Data provided:
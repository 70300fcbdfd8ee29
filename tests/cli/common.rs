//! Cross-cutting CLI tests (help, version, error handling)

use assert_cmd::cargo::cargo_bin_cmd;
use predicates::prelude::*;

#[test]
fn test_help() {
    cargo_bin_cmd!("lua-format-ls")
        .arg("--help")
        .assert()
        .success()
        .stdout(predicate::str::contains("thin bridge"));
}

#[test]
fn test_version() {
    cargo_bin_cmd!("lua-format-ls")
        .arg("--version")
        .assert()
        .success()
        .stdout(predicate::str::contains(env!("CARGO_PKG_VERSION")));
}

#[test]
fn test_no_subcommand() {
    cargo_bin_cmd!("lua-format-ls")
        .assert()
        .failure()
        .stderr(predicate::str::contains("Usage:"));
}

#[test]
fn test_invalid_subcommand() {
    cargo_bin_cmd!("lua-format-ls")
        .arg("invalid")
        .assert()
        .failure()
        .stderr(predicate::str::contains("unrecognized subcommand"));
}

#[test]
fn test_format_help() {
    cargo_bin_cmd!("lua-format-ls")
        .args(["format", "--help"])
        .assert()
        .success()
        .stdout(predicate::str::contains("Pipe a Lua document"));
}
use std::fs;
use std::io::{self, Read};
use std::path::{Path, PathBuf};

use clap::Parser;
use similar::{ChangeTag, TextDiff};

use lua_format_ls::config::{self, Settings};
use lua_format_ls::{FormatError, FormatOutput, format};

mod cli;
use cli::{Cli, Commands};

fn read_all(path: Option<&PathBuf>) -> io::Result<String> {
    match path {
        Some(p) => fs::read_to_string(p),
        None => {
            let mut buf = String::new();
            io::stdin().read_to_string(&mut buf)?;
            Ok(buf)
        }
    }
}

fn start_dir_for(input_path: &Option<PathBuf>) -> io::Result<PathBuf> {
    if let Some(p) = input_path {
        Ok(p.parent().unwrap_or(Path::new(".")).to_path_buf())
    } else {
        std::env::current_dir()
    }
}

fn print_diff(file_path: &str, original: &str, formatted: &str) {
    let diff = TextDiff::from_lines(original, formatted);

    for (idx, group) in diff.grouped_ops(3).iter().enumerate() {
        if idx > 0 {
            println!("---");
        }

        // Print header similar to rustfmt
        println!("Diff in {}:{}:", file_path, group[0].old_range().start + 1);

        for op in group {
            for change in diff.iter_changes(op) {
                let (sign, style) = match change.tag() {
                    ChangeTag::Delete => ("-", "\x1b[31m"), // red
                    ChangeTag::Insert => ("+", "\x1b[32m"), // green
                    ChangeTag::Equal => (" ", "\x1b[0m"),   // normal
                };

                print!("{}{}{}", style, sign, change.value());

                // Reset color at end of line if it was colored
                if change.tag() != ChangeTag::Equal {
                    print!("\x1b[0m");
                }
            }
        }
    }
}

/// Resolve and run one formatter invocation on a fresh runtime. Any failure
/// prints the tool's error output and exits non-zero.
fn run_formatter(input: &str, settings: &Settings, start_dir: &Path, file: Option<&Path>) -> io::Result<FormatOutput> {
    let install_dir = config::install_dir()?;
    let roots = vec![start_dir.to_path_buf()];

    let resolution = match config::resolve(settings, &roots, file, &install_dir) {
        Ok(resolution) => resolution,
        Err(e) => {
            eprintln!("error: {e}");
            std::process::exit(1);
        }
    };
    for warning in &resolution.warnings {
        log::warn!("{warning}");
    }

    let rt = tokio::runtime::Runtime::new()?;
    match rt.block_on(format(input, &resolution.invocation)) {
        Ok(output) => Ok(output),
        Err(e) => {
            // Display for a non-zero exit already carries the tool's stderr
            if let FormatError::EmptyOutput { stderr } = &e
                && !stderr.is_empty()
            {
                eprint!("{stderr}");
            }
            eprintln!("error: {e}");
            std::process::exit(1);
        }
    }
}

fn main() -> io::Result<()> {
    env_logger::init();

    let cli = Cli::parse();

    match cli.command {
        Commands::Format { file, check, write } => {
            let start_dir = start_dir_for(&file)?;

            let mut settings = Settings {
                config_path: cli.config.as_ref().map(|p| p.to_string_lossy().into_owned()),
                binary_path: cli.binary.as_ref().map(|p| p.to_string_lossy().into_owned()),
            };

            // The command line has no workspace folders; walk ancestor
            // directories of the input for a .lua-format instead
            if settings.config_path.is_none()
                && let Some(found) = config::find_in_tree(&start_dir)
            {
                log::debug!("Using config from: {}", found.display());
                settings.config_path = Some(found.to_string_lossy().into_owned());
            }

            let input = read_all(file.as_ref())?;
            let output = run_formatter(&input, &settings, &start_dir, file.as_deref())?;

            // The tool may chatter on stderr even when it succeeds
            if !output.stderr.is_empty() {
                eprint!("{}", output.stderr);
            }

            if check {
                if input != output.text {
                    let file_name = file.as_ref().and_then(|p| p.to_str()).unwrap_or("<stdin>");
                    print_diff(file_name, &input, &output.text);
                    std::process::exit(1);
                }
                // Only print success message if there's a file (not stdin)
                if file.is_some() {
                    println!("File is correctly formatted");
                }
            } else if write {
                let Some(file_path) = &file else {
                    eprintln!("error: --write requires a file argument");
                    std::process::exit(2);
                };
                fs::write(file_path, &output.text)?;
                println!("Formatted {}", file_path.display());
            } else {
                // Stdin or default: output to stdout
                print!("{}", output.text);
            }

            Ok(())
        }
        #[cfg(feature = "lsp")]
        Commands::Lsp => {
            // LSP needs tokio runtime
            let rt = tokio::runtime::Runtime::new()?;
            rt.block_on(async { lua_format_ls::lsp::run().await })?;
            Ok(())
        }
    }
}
==
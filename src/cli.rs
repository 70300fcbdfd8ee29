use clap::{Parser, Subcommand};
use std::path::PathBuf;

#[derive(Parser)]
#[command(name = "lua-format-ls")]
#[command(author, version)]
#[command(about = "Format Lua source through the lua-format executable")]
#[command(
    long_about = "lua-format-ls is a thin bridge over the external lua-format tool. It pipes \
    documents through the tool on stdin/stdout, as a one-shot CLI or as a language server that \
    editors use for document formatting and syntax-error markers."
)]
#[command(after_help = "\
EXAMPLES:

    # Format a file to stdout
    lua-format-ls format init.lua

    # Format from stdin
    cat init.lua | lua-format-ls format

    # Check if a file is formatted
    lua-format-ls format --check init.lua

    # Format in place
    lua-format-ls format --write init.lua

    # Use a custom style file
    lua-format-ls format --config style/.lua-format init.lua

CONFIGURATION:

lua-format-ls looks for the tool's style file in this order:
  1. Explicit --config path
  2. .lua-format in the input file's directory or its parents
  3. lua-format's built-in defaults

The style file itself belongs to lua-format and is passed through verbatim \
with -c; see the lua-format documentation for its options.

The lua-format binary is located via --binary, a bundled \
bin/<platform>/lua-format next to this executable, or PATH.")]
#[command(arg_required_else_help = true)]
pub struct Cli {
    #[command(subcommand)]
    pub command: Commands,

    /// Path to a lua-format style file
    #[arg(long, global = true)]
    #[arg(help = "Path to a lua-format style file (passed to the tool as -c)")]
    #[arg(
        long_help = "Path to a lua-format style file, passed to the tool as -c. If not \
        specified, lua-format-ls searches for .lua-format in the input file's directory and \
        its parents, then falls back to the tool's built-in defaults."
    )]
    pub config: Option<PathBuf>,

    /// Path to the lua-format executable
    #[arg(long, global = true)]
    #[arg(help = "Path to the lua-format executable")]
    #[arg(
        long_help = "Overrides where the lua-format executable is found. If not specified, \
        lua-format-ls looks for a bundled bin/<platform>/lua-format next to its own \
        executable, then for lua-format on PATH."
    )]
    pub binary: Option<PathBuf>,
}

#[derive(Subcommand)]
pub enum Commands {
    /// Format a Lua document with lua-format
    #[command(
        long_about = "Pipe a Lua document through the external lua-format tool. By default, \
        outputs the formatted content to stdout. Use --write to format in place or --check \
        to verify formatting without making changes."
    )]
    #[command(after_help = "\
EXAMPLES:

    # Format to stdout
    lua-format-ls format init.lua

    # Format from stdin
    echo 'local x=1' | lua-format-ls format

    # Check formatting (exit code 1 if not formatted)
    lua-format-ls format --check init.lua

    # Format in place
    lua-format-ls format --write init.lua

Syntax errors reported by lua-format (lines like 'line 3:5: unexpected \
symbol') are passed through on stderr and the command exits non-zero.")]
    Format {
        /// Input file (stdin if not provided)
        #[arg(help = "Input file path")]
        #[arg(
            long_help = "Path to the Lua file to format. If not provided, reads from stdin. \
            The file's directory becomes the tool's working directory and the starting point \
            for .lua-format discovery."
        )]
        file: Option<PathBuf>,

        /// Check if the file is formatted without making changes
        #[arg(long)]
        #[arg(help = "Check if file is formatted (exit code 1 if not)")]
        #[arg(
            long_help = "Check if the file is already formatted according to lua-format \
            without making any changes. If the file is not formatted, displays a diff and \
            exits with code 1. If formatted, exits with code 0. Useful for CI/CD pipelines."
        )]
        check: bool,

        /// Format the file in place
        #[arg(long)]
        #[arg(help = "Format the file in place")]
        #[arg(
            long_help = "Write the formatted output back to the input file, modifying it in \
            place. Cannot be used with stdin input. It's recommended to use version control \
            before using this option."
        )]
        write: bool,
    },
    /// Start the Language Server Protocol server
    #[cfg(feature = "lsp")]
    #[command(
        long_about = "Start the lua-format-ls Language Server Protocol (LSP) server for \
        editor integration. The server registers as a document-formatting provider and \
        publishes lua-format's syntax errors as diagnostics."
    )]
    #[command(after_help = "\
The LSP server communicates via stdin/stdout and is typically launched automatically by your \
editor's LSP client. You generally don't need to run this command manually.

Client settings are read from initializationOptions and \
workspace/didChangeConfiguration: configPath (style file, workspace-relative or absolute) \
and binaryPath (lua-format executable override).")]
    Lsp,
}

Task item:
Using the records above, find the number of lines that contain the string "TextDiff", and give that number without further comment.

Written response:
2